Collected data
━━━━━━━━

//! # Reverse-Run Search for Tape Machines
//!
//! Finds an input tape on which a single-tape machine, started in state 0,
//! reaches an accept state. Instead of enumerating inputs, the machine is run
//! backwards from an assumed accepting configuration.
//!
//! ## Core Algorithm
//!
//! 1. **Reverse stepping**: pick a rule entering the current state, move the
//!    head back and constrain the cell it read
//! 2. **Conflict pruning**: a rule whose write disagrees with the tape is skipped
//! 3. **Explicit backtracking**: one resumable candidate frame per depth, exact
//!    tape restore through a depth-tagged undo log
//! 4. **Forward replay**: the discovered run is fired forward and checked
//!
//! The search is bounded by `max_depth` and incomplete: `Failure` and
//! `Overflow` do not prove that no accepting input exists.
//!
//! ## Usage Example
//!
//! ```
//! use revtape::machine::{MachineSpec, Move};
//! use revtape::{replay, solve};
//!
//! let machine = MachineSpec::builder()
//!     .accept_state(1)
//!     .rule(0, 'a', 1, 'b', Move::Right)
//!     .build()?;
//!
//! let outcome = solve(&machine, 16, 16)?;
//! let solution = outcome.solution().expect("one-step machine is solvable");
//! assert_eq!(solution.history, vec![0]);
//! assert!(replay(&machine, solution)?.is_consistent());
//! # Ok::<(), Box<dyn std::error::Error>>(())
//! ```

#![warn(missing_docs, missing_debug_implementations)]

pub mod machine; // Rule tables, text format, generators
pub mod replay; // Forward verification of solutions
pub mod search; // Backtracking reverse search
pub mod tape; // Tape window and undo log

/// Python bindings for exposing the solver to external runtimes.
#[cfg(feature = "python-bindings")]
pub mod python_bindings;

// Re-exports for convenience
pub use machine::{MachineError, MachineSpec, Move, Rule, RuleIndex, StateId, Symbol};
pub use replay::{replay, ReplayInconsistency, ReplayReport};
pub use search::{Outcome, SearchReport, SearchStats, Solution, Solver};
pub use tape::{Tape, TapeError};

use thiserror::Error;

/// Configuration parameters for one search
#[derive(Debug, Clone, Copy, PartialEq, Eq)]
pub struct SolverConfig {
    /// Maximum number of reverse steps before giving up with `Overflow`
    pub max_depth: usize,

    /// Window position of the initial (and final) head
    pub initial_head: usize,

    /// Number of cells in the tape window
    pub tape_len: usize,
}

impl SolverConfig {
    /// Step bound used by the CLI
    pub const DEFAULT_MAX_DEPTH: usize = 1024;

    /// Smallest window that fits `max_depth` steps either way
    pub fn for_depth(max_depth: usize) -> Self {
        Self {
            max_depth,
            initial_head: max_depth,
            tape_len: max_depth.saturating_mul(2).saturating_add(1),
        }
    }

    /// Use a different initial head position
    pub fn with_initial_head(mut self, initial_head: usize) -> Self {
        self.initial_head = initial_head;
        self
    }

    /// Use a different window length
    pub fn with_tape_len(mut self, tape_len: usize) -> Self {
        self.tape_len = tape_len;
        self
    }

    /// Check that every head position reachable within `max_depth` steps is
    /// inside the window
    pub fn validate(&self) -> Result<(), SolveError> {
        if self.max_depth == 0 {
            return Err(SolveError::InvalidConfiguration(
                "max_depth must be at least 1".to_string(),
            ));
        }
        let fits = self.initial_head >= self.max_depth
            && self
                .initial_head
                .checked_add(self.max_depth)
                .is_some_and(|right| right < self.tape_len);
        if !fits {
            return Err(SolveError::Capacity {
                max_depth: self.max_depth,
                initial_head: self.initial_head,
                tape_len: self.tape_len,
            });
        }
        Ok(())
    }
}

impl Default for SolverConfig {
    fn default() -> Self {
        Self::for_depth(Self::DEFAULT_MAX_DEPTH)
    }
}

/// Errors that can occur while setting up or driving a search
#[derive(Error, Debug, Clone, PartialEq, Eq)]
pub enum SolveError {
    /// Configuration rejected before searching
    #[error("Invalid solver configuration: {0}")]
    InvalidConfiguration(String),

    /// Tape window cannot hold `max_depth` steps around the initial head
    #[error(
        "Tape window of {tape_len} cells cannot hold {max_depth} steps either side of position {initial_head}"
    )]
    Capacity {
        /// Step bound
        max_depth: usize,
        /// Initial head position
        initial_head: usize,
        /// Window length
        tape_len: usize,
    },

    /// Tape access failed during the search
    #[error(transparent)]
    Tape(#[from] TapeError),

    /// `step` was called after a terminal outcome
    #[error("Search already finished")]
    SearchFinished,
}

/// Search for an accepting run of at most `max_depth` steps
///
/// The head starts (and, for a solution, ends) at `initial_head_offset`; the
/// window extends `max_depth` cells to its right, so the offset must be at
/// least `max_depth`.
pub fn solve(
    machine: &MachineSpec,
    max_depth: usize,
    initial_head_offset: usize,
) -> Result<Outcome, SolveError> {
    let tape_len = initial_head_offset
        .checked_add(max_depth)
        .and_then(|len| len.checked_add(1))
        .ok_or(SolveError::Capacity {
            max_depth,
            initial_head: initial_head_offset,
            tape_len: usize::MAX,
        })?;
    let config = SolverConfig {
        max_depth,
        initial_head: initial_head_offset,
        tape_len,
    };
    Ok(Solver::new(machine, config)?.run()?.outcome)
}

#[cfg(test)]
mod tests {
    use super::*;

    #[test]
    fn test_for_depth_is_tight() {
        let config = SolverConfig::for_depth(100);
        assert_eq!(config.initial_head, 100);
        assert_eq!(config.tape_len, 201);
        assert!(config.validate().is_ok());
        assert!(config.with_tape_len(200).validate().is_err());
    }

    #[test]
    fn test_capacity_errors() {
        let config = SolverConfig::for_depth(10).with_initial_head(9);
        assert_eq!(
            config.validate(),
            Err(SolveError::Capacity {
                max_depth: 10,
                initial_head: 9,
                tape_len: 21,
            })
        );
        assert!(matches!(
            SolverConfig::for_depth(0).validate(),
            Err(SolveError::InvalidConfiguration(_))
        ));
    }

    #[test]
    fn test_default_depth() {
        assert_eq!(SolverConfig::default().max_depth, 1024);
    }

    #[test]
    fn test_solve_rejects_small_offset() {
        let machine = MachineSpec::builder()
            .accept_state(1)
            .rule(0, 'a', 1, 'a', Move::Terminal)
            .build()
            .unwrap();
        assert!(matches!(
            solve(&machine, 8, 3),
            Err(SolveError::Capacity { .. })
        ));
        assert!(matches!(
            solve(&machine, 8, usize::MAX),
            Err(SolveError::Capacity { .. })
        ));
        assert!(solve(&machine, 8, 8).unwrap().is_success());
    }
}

━━━━━━━━

• **TASK GOAL**:
Every line in the records that holds the word "revtape" should be copied into the answer.

• **EXERCISE ANSWER**:
//! use revtape::machine::{MachineSpec, Move};
//! use revtape::{replay, solve};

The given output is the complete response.